This was actually done the day before the SQL query extraction, which may be obvious in my (mis-)handling of sed. I figured, it's a stream editor so what's the harm in one more pipeline stage? I'm certain there is a less hack-y way about this but working is good enough for me.

Some points worth mentioning:

sed allows for delimiters other than /, which would conflict with the closing HTML tags, so I opt for # here
sed captures text with \( regex \) which can then be referenced with \1. I have since found out that I should have used \&, which refers to the matching regex group instead of a back-reference - but it works like this
I had lingering escape characters after I had finished, which is why the last stages simply delete

Addendum

After a few trial runs git diff proved to be too slow for the volumes of data I was throwing at it, the above sed hackery however performed admirably. With the benefit of several days hindsight, I can say I would probably not use sed in the first place, and if I did, write the whole thing as a single sed command. There's no real readability lost and the entire process is one logical block of functionality, rather than six separate stages.

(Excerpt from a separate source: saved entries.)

//! Harness configuration.
//!
//! A [`HarnessConfig`] is built once at startup: the built-in defaults, overlaid with whatever keys an optional
//! `ctestconfig.json` provides. It is never mutated afterwards and is passed around by reference.
//!
//! Keys are camelCase (`compilerArgs`, `testsDirectory`, ...). The snake_case names used by older
//! configuration files (`args`, `coverage_meter`, `tests_dir`, ...) are accepted as aliases. Unknown keys are
//! ignored. Argument lists may be given either as a single whitespace-separated string or as an array of strings.

use std::fs;
use std::io;
use std::path::{Path, PathBuf};
use std::time::{Duration, TryFromFloatSecsError};

use ctest_core::DEFAULT_FIXTURE_PATTERN;
use serde::Deserialize;
use thiserror::Error;

/// File looked up in the working directory when no explicit configuration path is given.
pub const CONFIG_FILE_NAME: &str = "ctestconfig.json";

const DEFAULT_COMPILER_ARGS: &str = "--std=c99 -Wall -Werror -Wfloat-conversion -Wfloat-equal --coverage";

/// Errors raised while loading the configuration overlay.
#[derive(Debug, Error)]
pub enum ConfigError {
    #[error("configuration file `{0}` does not exist")]
    Missing(PathBuf),

    #[error("failed to read configuration file `{path}`")]
    Read {
        path: PathBuf,
        #[source]
        source: io::Error,
    },

    #[error("invalid configuration in `{path}`: {source}")]
    Parse {
        path: PathBuf,
        #[source]
        source: serde_json::Error,
    },

    #[error("`timeoutSeconds` in `{path}` is out of range: {value}")]
    Timeout {
        path: PathBuf,
        value: f64,
        #[source]
        source: TryFromFloatSecsError,
    },
}

/// Fully resolved harness settings.
#[derive(Debug, Clone, PartialEq)]
pub struct HarnessConfig {
    /// Compiler executable (looked up on `PATH`)
    pub compiler: String,
    /// Arguments passed before `-o <exe> <source>`
    pub compiler_args: Vec<String>,
    /// Coverage tool executable
    pub coverage_tool: String,
    /// Arguments passed before the source path
    pub coverage_tool_args: Vec<String>,
    /// Directory holding the fixture files
    pub tests_directory: PathBuf,
    /// Regular expression with kind, sequence and role capture groups
    pub fixture_name_pattern: String,
    /// WHATWG encoding label used for fixtures and captured output
    pub text_encoding: String,
    /// Per-case time limit; `None` waits for the program however long it takes
    pub timeout: Option<Duration>,
}

impl Default for HarnessConfig {
    fn default() -> Self {
        Self {
            compiler: "gcc".to_string(),
            compiler_args: split_args(DEFAULT_COMPILER_ARGS),
            coverage_tool: "gcov".to_string(),
            coverage_tool_args: vec!["-b".to_string()],
            tests_directory: PathBuf::from("func_tests"),
            fixture_name_pattern: DEFAULT_FIXTURE_PATTERN.to_string(),
            text_encoding: "utf-8".to_string(),
            timeout: None,
        }
    }
}

/// Either `"-a -b"` or `["-a", "-b"]`.
#[derive(Debug, Deserialize)]
#[serde(untagged)]
enum ArgList {
    Line(String),
    List(Vec<String>),
}

impl ArgList {
    fn into_args(self) -> Vec<String> {
        match self {
            ArgList::Line(line) => split_args(&line),
            ArgList::List(list) => list,
        }
    }
}

/// Keys a configuration file may set; everything is optional.
#[derive(Debug, Default, Deserialize)]
#[serde(rename_all = "camelCase")]
struct ConfigOverlay {
    compiler: Option<String>,
    #[serde(alias = "args")]
    compiler_args: Option<ArgList>,
    #[serde(alias = "coverage_meter")]
    coverage_tool: Option<String>,
    #[serde(alias = "coverage_meter_args")]
    coverage_tool_args: Option<ArgList>,
    #[serde(alias = "tests_dir")]
    tests_directory: Option<PathBuf>,
    #[serde(alias = "test_file_regex")]
    fixture_name_pattern: Option<String>,
    #[serde(alias = "tests_encoding")]
    text_encoding: Option<String>,
    timeout_seconds: Option<f64>,
}

impl HarnessConfig {
    /// Create a config with default settings
    pub fn new() -> Self {
        Self::default()
    }

    /// Defaults overlaid with the JSON object in `text`.
    ///
    /// `origin` is only used to label errors.
    pub fn from_json_str(text: &str, origin: &Path) -> Result<Self, ConfigError> {
        let overlay: ConfigOverlay = serde_json::from_str(text).map_err(|source| ConfigError::Parse {
            path: origin.to_path_buf(),
            source,
        })?;
        Self::default().overlay(overlay, origin)
    }

    /// Load the configuration for a run started in `dir`.
    ///
    /// An explicit path must exist. Without one, `ctestconfig.json` in `dir` is used when present and the defaults
    /// otherwise.
    pub fn load(dir: &Path, explicit: Option<&Path>) -> Result<Self, ConfigError> {
        let path = match explicit {
            Some(path) if !path.is_file() => return Err(ConfigError::Missing(path.to_path_buf())),
            Some(path) => path.to_path_buf(),
            None => {
                let candidate = dir.join(CONFIG_FILE_NAME);
                if !candidate.is_file() {
                    tracing::debug!("no {} in {}, using defaults", CONFIG_FILE_NAME, dir.display());
                    return Ok(Self::default());
                }
                candidate
            }
        };

        tracing::info!(path = %path.display(), "loading configuration");
        let text = fs::read_to_string(&path).map_err(|source| ConfigError::Read {
            path: path.clone(),
            source,
        })?;
        Self::from_json_str(&text, &path)
    }

    fn overlay(mut self, overlay: ConfigOverlay, origin: &Path) -> Result<Self, ConfigError> {
        if let Some(compiler) = overlay.compiler {
            self.compiler = compiler;
        }
        if let Some(args) = overlay.compiler_args {
            self.compiler_args = args.into_args();
        }
        if let Some(tool) = overlay.coverage_tool {
            self.coverage_tool = tool;
        }
        if let Some(args) = overlay.coverage_tool_args {
            self.coverage_tool_args = args.into_args();
        }
        if let Some(dir) = overlay.tests_directory {
            self.tests_directory = dir;
        }
        if let Some(pattern) = overlay.fixture_name_pattern {
            self.fixture_name_pattern = pattern;
        }
        if let Some(encoding) = overlay.text_encoding {
            self.text_encoding = encoding;
        }
        if let Some(secs) = overlay.timeout_seconds {
            self.timeout = timeout_from_secs(secs).map_err(|source| ConfigError::Timeout {
                path: origin.to_path_buf(),
                value: secs,
                source,
            })?;
        }
        Ok(self)
    }

    pub fn with_compiler(mut self, compiler: impl Into<String>) -> Self {
        self.compiler = compiler.into();
        self
    }

    pub fn with_tests_directory(mut self, dir: impl Into<PathBuf>) -> Self {
        self.tests_directory = dir.into();
        self
    }

    pub fn with_fixture_name_pattern(mut self, pattern: impl Into<String>) -> Self {
        self.fixture_name_pattern = pattern.into();
        self
    }

    pub fn with_text_encoding(mut self, label: impl Into<String>) -> Self {
        self.text_encoding = label.into();
        self
    }

    /// Set the per-case time limit (`None` disables it)
    pub fn with_timeout(mut self, timeout: Option<Duration>) -> Self {
        self.timeout = timeout;
        self
    }
}

/// Zero or negative seconds disable the limit.
///
/// ## Errors
/// NaN, infinity and values too large for a [`Duration`].
pub fn timeout_from_secs(secs: f64) -> Result<Option<Duration>, TryFromFloatSecsError> {
    if secs <= 0.0 {
        return Ok(None);
    }
    Duration::try_from_secs_f64(secs).map(Some)
}

fn split_args(line: &str) -> Vec<String> {
    line.split_whitespace().map(str::to_string).collect()
}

      git diff --color-words file1 file2 \
        | sed 's#\x1b\[1m\(.*\)\x1b\[m#<span class="bold">\1</span>#g;
               s#\(.*\)\x1b\[m$#\1#g;
               s#\x1b\[31m\([^\x1b\[m]*\)#<span class="red">\1</span>#g;
               s#\x1b\[32m\([^\x1b\[m]*\)#<span class="green">\1</span>#g;
               s#\x1b\[m##g;
               s#\x1b\[36m##g'

The Shell as a REPL

One thing I found in working through these issues was how much I enjoy working iteratively on the command line; despite the class of problems I'm stuck solving. The shell is a REPL with a fantastic standard library of functionality readily available, putting me in mind of Python or Elisp. There are undoubtedly some idiosyncrasies involved in treating everything as a file, or standardizing on streams as the common interface but the foundations are solid.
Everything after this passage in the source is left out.